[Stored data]
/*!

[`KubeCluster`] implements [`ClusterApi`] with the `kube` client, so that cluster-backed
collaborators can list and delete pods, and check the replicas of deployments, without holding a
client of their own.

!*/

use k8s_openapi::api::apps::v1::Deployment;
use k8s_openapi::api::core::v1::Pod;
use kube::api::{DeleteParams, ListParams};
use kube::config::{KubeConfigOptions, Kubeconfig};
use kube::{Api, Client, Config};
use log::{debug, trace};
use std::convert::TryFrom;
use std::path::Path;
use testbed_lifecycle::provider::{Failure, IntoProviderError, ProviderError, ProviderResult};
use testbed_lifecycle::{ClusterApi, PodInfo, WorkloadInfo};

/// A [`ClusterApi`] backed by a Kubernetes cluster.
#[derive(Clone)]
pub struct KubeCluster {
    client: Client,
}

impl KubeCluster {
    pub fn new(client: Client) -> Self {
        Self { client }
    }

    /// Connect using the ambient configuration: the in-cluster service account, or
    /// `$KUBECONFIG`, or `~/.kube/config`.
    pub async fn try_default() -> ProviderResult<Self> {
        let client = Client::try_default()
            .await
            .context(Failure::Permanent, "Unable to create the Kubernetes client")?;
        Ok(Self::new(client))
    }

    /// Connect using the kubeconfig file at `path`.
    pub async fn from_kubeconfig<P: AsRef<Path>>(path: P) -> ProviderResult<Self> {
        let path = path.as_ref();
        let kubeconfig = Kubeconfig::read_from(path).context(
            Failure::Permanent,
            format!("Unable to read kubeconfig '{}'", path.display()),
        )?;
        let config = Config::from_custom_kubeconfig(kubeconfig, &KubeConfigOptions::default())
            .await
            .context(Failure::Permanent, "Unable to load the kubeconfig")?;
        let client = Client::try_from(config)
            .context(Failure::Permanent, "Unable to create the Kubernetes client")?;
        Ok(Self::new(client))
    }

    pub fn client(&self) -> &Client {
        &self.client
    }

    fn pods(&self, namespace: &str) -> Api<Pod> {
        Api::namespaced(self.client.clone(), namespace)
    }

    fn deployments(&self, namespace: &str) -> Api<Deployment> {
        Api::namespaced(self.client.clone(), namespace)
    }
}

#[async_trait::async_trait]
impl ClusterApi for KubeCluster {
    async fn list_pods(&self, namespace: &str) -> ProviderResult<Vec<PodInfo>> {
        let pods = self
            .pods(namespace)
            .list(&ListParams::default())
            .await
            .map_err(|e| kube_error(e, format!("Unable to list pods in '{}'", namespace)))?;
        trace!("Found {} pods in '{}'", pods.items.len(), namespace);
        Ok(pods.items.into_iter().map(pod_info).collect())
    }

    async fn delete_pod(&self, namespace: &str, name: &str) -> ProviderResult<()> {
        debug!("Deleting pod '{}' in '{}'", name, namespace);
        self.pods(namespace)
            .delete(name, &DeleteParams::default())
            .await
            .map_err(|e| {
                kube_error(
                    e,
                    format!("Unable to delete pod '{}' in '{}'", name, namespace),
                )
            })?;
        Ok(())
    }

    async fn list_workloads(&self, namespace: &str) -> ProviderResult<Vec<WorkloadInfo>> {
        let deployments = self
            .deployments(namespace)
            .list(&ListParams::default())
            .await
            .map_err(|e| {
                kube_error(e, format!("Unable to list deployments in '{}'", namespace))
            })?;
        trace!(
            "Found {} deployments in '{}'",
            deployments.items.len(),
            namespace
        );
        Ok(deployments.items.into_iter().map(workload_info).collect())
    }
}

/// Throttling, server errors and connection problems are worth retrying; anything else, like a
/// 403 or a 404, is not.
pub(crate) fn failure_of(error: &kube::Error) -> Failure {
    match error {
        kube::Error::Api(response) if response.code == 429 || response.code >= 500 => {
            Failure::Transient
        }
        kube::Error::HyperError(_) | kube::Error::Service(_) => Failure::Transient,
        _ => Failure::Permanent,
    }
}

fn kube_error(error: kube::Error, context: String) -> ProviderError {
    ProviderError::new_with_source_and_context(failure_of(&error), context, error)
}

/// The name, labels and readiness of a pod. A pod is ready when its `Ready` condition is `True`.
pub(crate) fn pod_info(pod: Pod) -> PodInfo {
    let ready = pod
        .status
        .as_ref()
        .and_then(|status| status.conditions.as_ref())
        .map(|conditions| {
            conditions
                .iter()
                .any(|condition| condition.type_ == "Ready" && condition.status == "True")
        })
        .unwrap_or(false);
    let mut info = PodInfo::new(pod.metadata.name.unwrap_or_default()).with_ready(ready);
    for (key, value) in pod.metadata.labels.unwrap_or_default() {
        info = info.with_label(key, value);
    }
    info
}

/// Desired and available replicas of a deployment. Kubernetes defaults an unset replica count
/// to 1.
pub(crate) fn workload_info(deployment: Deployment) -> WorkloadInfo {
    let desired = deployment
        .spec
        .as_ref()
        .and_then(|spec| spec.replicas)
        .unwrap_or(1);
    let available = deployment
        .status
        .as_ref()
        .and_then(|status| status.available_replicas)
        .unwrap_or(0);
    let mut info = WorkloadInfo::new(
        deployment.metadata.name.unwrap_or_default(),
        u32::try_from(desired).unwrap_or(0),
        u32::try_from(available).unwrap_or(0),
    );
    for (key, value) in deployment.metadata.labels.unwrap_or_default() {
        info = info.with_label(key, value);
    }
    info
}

# WHAT NEEDS TO BE DONE:
Once you reach the line with "to delete pod" in the data above, copy it and every line after it exactly, up to and including the line with "kube::Error::HyperError(_) | kube::Error::Service(_)".

# YOUR SOLUTION:
                    format!("Unable to delete pod '{}' in '{}'", name, namespace),
                )
            })?;
        Ok(())
    }

    async fn list_workloads(&self, namespace: &str) -> ProviderResult<Vec<WorkloadInfo>> {
        let deployments = self
            .deployments(namespace)
            .list(&ListParams::default())
            .await
            .map_err(|e| {
                kube_error(e, format!("Unable to list deployments in '{}'", namespace))
            })?;
        trace!(
            "Found {} deployments in '{}'",
            deployments.items.len(),
            namespace
        );
        Ok(deployments.items.into_iter().map(workload_info).collect())
    }
}

/// Throttling, server errors and connection problems are worth retrying; anything else, like a
/// 403 or a 404, is not.
pub(crate) fn failure_of(error: &kube::Error) -> Failure {
    match error {
        kube::Error::Api(response) if response.code == 429 || response.code >= 500 => {
            Failure::Transient
        }
        kube::Error::HyperError(_) | kube::Error::Service(_) => Failure::Transient,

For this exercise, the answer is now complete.